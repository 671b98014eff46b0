use serde::{Deserialize, Serialize};
use thiserror::Error;

#[derive(Debug, Clone, Copy, PartialEq, Eq, Serialize, Deserialize)]
#[serde(rename_all = "snake_case")]
pub enum ErrorCode {
    AuthenticationDenied,
    AuthenticationUnsupported,
    SessionBusy,
    InvalidRecipient,
    InvalidAmount,
    NotConnected,
    TransferRejected,
    Superseded,
}

#[derive(Debug, Clone, PartialEq, Eq, Error)]
pub enum WalletError {
    #[error("biometric authentication was cancelled or declined")]
    AuthenticationDenied,
    #[error("biometric authentication is not supported on this platform")]
    AuthenticationUnsupported,
    #[error("a session is already being established")]
    SessionBusy,
    #[error("invalid recipient address: {0}")]
    InvalidRecipient(String),
    #[error("invalid amount: {0}")]
    InvalidAmount(String),
    #[error("no active wallet session")]
    NotConnected,
    #[error("transfer was rejected: {0}")]
    TransferRejected(String),
    /// The session was torn down while the operation was pending.
    #[error("session was torn down before the operation completed")]
    Superseded,
}

impl WalletError {
    pub fn code(&self) -> ErrorCode {
        match self {
            Self::AuthenticationDenied => ErrorCode::AuthenticationDenied,
            Self::AuthenticationUnsupported => ErrorCode::AuthenticationUnsupported,
            Self::SessionBusy => ErrorCode::SessionBusy,
            Self::InvalidRecipient(_) => ErrorCode::InvalidRecipient,
            Self::InvalidAmount(_) => ErrorCode::InvalidAmount,
            Self::NotConnected => ErrorCode::NotConnected,
            Self::TransferRejected(_) => ErrorCode::TransferRejected,
            Self::Superseded => ErrorCode::Superseded,
        }
    }

    /// The caller should offer a non-biometric path.
    pub fn suggests_alternative(&self) -> bool {
        matches!(self, Self::AuthenticationUnsupported)
    }

    /// `NotConnected` is a caller bug; everything else can be shown and retried.
    pub fn is_recoverable(&self) -> bool {
        !matches!(self, Self::NotConnected)
    }
}

/// Serializable form handed to the presentation layer.
#[derive(Debug, Clone, PartialEq, Eq, Serialize, Deserialize)]
pub struct ErrorNotice {
    pub code: ErrorCode,
    pub message: String,
}

impl From<&WalletError> for ErrorNotice {
    fn from(value: &WalletError) -> Self {
        Self {
            code: value.code(),
            message: value.to_string(),
        }
    }
}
○ ○ ○ ○ ○
◆ Exercise instructions ◆
The job is to copy each line from the material above that holds the word "NotConnected".

◆ Result below ◆
    NotConnected,
    NotConnected,
            Self::NotConnected => ErrorCode::NotConnected,
    /// `NotConnected` is a caller bug; everything else can be shown and retried.
        !matches!(self, Self::NotConnected)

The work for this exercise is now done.